Human promyelocytic leukemic cells (HL-60) possess well regulated expression of 3-hydroxy-3-methylglutaryl coenzyme A (HMG-CoA) reductase, acylCoA:cholesterol acyltransferase (ACAT), and receptor-mediated low density lipoprotein (LDL) catabolism, but lack receptor-mediated acetyl-LDL processing. Differentiation of HL-60 cells with tetramyristic phorbol acetate (TPA) is accompanied by the loss of receptor-mediated LDL degradation and no expression of a functionally active scavenger receptor. 1,25-Dihydroxyvitamin D₃ (D₃)-induced HL-60 macrophages possess specific and saturable receptor-mediated binding for LDL, with an apparent K(d) of 29 μg/ml and a B(max) of 219 ng/mg. Receptor-mediated LDL degradation is specific for apoB and apoE containing lipoproteins; it is calcium dependent, and is inhibited by pronase and chloroquine. Differentiation of HL-60 cells with D₃ for 2 days induces a 45-fold increase in acetyl-LDL degradation rate compared to undifferentiated cells. Receptor-mediated degradation of acetyl-LDL is specific for acetyl-LDL, calcium independent, inhibited by chloroquine, pronase and fucoidin treatment, and is not regulated by cellular cholesterol. Acetyl-LDL binding studies demonstrated a K(d) of 36 μg/ml and a B(max) 313 ng/mg. Delivery of cholesterol via receptor-mediated catabolism of LDL or acetyl-LDL results in significant suppression of sterol synthesis and HMG-CoA reductase activity, and significant induction of ACAT activity relative to macrophages incubated with LPDS (P < 0.001). However, receptor-mediated degradation of acetyl-LDL, but not LDL, significantly increases cholesteryl ester content (P < 0.001).
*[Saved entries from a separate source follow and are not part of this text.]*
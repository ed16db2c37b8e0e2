//! Angle helpers.
//!
//! All angles are in radians, counter-clockwise positive.

use std::f64::consts::PI;

/// Two times PI (full circle in radians).
const TWO_PI: f64 = 2.0 * PI;

/// Normalize angle to [-π, π).
///
/// # Example
/// ```
/// use smriti::core::normalize_angle;
/// use std::f64::consts::PI;
///
/// assert!((normalize_angle(PI / 2.0) - PI / 2.0).abs() < 1e-12);
/// assert!((normalize_angle(2.5 * PI) - PI / 2.0).abs() < 1e-12);
/// ```
#[inline]
pub fn normalize_angle(angle: f64) -> f64 {
    let mut a = angle % TWO_PI;
    if a >= PI {
        a -= TWO_PI;
    } else if a < -PI {
        a += TWO_PI;
    }
    a
}

/// Square of a value.
#[inline]
pub fn sq(x: f64) -> f64 {
    x * x
}

#[cfg(test)]
mod tests {
    use super::*;
    use approx::assert_relative_eq;

    #[test]
    fn test_normalize_angle_wraps() {
        assert_relative_eq!(normalize_angle(0.0), 0.0);
        assert_relative_eq!(normalize_angle(TWO_PI + 0.5), 0.5, epsilon = 1e-12);
        assert_relative_eq!(normalize_angle(-TWO_PI - 0.5), -0.5, epsilon = 1e-12);
        assert!(normalize_angle(3.0 * PI).abs() - PI < 1e-9);
    }
}
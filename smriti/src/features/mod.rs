//! Interest points and their descriptors.
//!
//! - [`InterestPoint`]: pose, scale and descriptor of one detected feature
//! - [`Descriptor`]: histogram with its distance function attached
//! - [`HistogramDistance`]: the supported histogram distances

mod descriptor;
mod distance;
mod interest_point;

pub use descriptor::{Descriptor, DescriptorKind, RawDescriptor};
pub use distance::HistogramDistance;
pub use interest_point::InterestPoint;
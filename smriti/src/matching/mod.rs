//! Geometric feature-set matching.
//!
//! ## Architecture
//!
//! ```text
//! ┌──────────────────────────────────────────────────────────────┐
//! │                  FEATURE-SET MATCHING                        │
//! │                                                              │
//! │  reference set (world)       query set (sensor frame)        │
//! │          │                           │                       │
//! │          └──────────┬────────────────┘                       │
//! │                     ▼                                        │
//! │          ┌─────────────────────┐    ┌──────────────────┐     │
//! │          │ Descriptor proposals│ ──▶│ 2-point RANSAC   │     │
//! │          │ (nearest/threshold) │    │ + MSAC scoring   │     │
//! │          └─────────────────────┘    └──────────────────┘     │
//! │                                              │               │
//! │                                              ▼               │
//! │                                          SetMatch            │
//! └──────────────────────────────────────────────────────────────┘
//! ```
//!
//! ## Components
//!
//! | Component | Purpose |
//! |-----------|---------|
//! | [`FeatureSetMatcher`] | Interface consumed by the evaluation engine |
//! | [`RansacFeatureSetMatcher`] | Reference RANSAC implementation |
//! | [`fit_rigid`] | Closed-form least-squares rigid fit |
//!
//! ## Example
//!
//! ```rust,ignore
//! use smriti::matching::{FeatureSetMatcher, RansacConfig, RansacFeatureSetMatcher};
//!
//! let matcher = RansacFeatureSetMatcher::new(RansacConfig::default());
//! let result = matcher.match_sets(&reference, &query);
//!
//! if result.has_correspondences() {
//!     println!("Pose: {:?} ({} inliers)", result.transform, result.inliers());
//! }
//! ```

mod config;
mod ransac;
mod rigid;
mod traits;
mod types;

pub use config::{CHI2_1DOF_95, CHI2_2DOF_95, CorrespondenceStrategy, RansacConfig};
pub use ransac::RansacFeatureSetMatcher;
pub use rigid::fit_rigid;
pub use traits::FeatureSetMatcher;
pub use types::{Correspondence, SetMatch};
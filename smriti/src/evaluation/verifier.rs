//! Pairwise geometric verification.
//!
//! Wraps a [`FeatureSetMatcher`] and times every call.

use std::time::Duration;

use crate::core::Pose2D;
use crate::features::InterestPoint;
use crate::matching::FeatureSetMatcher;

use super::timing::timed;

/// Result of verifying one (candidate, query) pair.
#[derive(Clone, Debug)]
pub struct Verification {
    /// Estimated query pose in the candidate's (world) frame.
    /// `None` when the matcher found no correspondences.
    pub relative_pose: Option<Pose2D>,

    /// Number of inlier correspondences.
    pub inliers: usize,

    /// Matcher residual. Lower is better.
    pub residual: f64,

    /// Wall-clock time of the matcher call.
    pub elapsed: Duration,
}

/// Verifies candidate scans against a query with a geometric matcher.
///
/// Deterministic as long as the wrapped matcher is.
pub struct PairwiseVerifier<M> {
    /// Matcher doing the actual registration
    matcher: M,
}

impl<M: FeatureSetMatcher> PairwiseVerifier<M> {
    /// Create a new verifier
    pub fn new(matcher: M) -> Self {
        Self { matcher }
    }

    /// Wrapped matcher.
    pub fn matcher(&self) -> &M {
        &self.matcher
    }

    /// Register `query` (sensor frame) against `reference` (world frame).
    ///
    /// Zero correspondences is a normal outcome and yields no pose.
    pub fn verify(&self, reference: &[InterestPoint], query: &[InterestPoint]) -> Verification {
        let (result, elapsed) = timed(|| self.matcher.match_sets(reference, query));

        Verification {
            relative_pose: result.has_correspondences().then_some(result.transform),
            inliers: result.inliers(),
            residual: result.residual,
            elapsed,
        }
    }
}

#[cfg(test)]
mod tests {
    use super::*;
    use crate::matching::{Correspondence, SetMatch};

    struct FixedMatcher(usize);

    impl FeatureSetMatcher for FixedMatcher {
        fn match_sets(&self, _reference: &[InterestPoint], _query: &[InterestPoint]) -> SetMatch {
            let correspondences = (0..self.0)
                .map(|i| Correspondence {
                    reference: i,
                    query: i,
                })
                .collect();
            SetMatch::new(Pose2D::new(1.0, 2.0, 0.0), correspondences, 0.5)
        }

        fn name(&self) -> &str {
            "fixed"
        }
    }

    #[test]
    fn test_verify_with_correspondences() {
        let verification = PairwiseVerifier::new(FixedMatcher(4)).verify(&[], &[]);

        assert_eq!(verification.inliers, 4);
        assert_eq!(verification.relative_pose, Some(Pose2D::new(1.0, 2.0, 0.0)));
        assert_eq!(verification.residual, 0.5);
    }

    #[test]
    fn test_verify_without_correspondences() {
        let verification = PairwiseVerifier::new(FixedMatcher(0)).verify(&[], &[]);

        assert_eq!(verification.inliers, 0);
        assert!(verification.relative_pose.is_none());
    }
}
D₃-induced HL-60 macrophages incubated with or without LDL for 48 hr exhibited large empty vacuoles with little or no lipid stainable material. In contrast, macrophages incubated with acetyl-LDL exhibited a dramatic increase in lipid stainable material which imparted the macrophages with a foamy appearance. In conclusion, HL-60 cells treated with D₃ for 48 hr undergo activation differentiation assuming the structural and functional characteristics of human monocyte-derived macrophages. Thus, D₃-induced HL-60 macrophages are a suitable in vitro system to study lipoproteins and cholesterol regulation as related to macrophage involvement in atherosclerosis.